K-Way Merge



John Rankin @ May 10, 2023

K-way merge is a coding interview pattern used to merge multiple sorted arrays or lists into a single sorted list efficiently. It is often used when dealing with large amounts of sorted data that cannot fit into memory at once.

Here's an example implementation of the K-way merge pattern:

import heapq

def k_way_merge(arrays):
    result = []
    min_heap = []

    # Initialize the min heap with the first element from each array
    for i, array in enumerate(arrays):
        if len(array) > 0:
            heapq.heappush(min_heap, (array[0], i, 0))

    while min_heap:
        val, array_index, element_index = heapq.heappop(min_heap)
        result.append(val)

        # Move to the next element in the same array
        if element_index + 1 < len(arrays[array_index]):
            heapq.heappush(min_heap, (arrays[array_index][element_index + 1], array_index, element_index + 1))

    return result

Now, let's look at a couple of example questions and their solutions using the K-way merge pattern:

Example 1: Merge K Sorted Lists
Given K sorted linked lists, merge them into a single sorted linked list.

class ListNode:
    def __init__(self, val=0, next=None):
        self.val = val
        self.next = next

def merge_k_lists(lists):
    arrays = []
    
    # Convert linked lists into arrays
    for linked_list in lists:
        array = []
        current = linked_list
        while current:
            array.append(current.val)
            current = current.next
        arrays.append(array)
    
    # Use K-way merge to merge the arrays
    merged_array = k_way_merge(arrays)
    
    # Convert the merged array back into a linked list
    dummy = ListNode()
    current = dummy
    for val in merged_array:
        current.next = ListNode(val)
        current = current.next
    
    return dummy.next

Example 2: Merge K Sorted Arrays
Given K sorted arrays, merge them into a single sorted array.

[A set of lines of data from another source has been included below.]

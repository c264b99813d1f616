//! Common test utilities for integration tests.

use chrono::NaiveDateTime;
use neowatch_impact::{AsteroidData, DiameterRange};

/// Parse an asteroid record from its camelCase wire form.
pub fn asteroid_from_json(json: &str) -> AsteroidData {
    serde_json::from_str(json).expect("wire-shape asteroid record")
}

/// Wire-shape record for a large, hazardous, very close approach.
pub fn hazardous_wire_record() -> &'static str {
    r#"{
        "name": "TestRock",
        "diameter": {"min": 500.0, "max": 700.0},
        "velocity": 20.0,
        "missDistance": 0.0002,
        "isHazardous": true,
        "approachDate": "2025-06-01",
        "orbitClass": "Apollo"
    }"#
}

/// Wire-shape record for a small rock passing at 2.5 AU.
pub fn distant_wire_record() -> &'static str {
    r#"{
        "name": "SafeRock",
        "diameter": {"min": 5.0, "max": 10.0},
        "velocity": 12.0,
        "missDistance": 2.5,
        "isHazardous": false,
        "approachDate": "2025-06-01"
    }"#
}

/// A programmatic record with every field populated.
pub fn full_record(name: &str) -> AsteroidData {
    AsteroidData {
        name: name.into(),
        diameter: DiameterRange::new(120.0, 260.0),
        velocity: 18.4,
        miss_distance: 0.05,
        is_hazardous: false,
        approach_date: "2027-03-14".into(),
        inclination: Some(6.2),
        orbit_class: Some("Amor".into()),
    }
}

/// Parse an `impactTime` string and return the signed offset in hours from
/// midnight of the given approach date.
pub fn hours_from_approach(impact_time: &str, approach_date: &str) -> f64 {
    let impact = NaiveDateTime::parse_from_str(impact_time, "%Y-%m-%dT%H:%M:%S")
        .expect("ISO impact timestamp");
    let approach = NaiveDateTime::parse_from_str(
        &format!("{approach_date}T00:00:00"),
        "%Y-%m-%dT%H:%M:%S",
    )
    .expect("ISO approach date");
    (impact - approach).num_seconds() as f64 / 3600.0
}
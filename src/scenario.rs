//! Nominal / worst-case / best-case scenario generation.
//!
//! Scenarios are bounded multiplicative perturbations of the nominal
//! prediction, never independent recomputations: the worst case scales the
//! threat axes up, the best case scales them down, and both re-run the risk
//! classifier on their own adjusted probability/energy pair so the label
//! always matches the numbers shown next to it.

use crate::asteroid::AsteroidData;
use crate::prediction::predict;
use crate::risk;
use crate::types::{
    CraterSize, ImpactPrediction, ImpactScenario, MAX_AFFECTED_RADIUS_KM, MAX_CRATER_DEPTH_M,
    MAX_CRATER_DIAMETER_M, MAX_ENERGY_MT, MAX_PROBABILITY, MIN_AFFECTED_RADIUS_KM,
    MIN_CRATER_DEPTH_M, MIN_CRATER_DIAMETER_M, MIN_ENERGY_MT, MIN_PROBABILITY,
};

/// Multiplicative adjustments for one scenario variant.
struct ScenarioAdjustment {
    probability: f64,
    energy: f64,
    radius: f64,
    crater_diameter: f64,
    crater_depth: f64,
    confidence: f64,
    confidence_floor: f64,
    confidence_cap: f64,
}

/// Pessimistic variant: more probable, more energetic, wider footprint,
/// less confident.
const WORST_CASE: ScenarioAdjustment = ScenarioAdjustment {
    probability: 1.8,
    energy: 1.4,
    radius: 1.5,
    crater_diameter: 1.3,
    crater_depth: 1.2,
    confidence: 0.85,
    confidence_floor: 20.0,
    confidence_cap: 100.0,
};

/// Optimistic variant: the mirror image, slightly more confident.
const BEST_CASE: ScenarioAdjustment = ScenarioAdjustment {
    probability: 0.6,
    energy: 0.7,
    radius: 0.8,
    crater_diameter: 0.9,
    crater_depth: 0.8,
    confidence: 1.1,
    confidence_floor: 0.0,
    confidence_cap: 95.0,
};

/// Compute the three scenario predictions: nominal, worst case, best case,
/// in that order.
pub fn scenarios(asteroid: &AsteroidData) -> [ImpactPrediction; 3] {
    let nominal = predict(asteroid);
    let worst = adjusted(asteroid, &nominal, &WORST_CASE, ImpactScenario::WorstCase);
    let best = adjusted(asteroid, &nominal, &BEST_CASE, ImpactScenario::BestCase);
    [nominal, worst, best]
}

/// Apply a bounded adjustment to the nominal prediction.
fn adjusted(
    asteroid: &AsteroidData,
    nominal: &ImpactPrediction,
    adjustment: &ScenarioAdjustment,
    scenario: ImpactScenario,
) -> ImpactPrediction {
    let impact_probability = (nominal.impact_probability * adjustment.probability)
        .clamp(MIN_PROBABILITY, MAX_PROBABILITY);
    let impact_energy =
        (nominal.impact_energy * adjustment.energy).clamp(MIN_ENERGY_MT, MAX_ENERGY_MT);
    let affected_radius = (nominal.affected_radius * adjustment.radius)
        .clamp(MIN_AFFECTED_RADIUS_KM, MAX_AFFECTED_RADIUS_KM);

    let diameter = (nominal.crater_size.diameter * adjustment.crater_diameter)
        .clamp(MIN_CRATER_DIAMETER_M, MAX_CRATER_DIAMETER_M);
    let depth = (nominal.crater_size.depth * adjustment.crater_depth)
        .clamp(MIN_CRATER_DEPTH_M, MAX_CRATER_DEPTH_M)
        .min(diameter * 0.5);

    let confidence = (nominal.confidence * adjustment.confidence)
        .clamp(adjustment.confidence_floor, adjustment.confidence_cap);

    // Mandatory: the label must describe this scenario's numbers, not the
    // nominal ones it was derived from.
    let risk_level = risk::risk_level(asteroid, impact_probability, impact_energy);

    ImpactPrediction {
        impact_probability,
        impact_location: nominal.impact_location.clone(),
        impact_time: nominal.impact_time.clone(),
        impact_energy,
        crater_size: CraterSize { diameter, depth },
        affected_radius,
        confidence,
        risk_level,
        scenario,
    }
}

def merge_k_arrays(arrays):
    return k_way_merge(arrays)

 

In both examples, we convert the given data structure (linked lists or arrays) into arrays, apply the K-way merge pattern, and then convert the merged result back into the desired data structure.

Note that the complexity of the K-way merge pattern is O(N log K), where N is the total number of elements across all arrays and K is the number of arrays. This is because we push and pop elements into the min heap, which has a maximum size of K.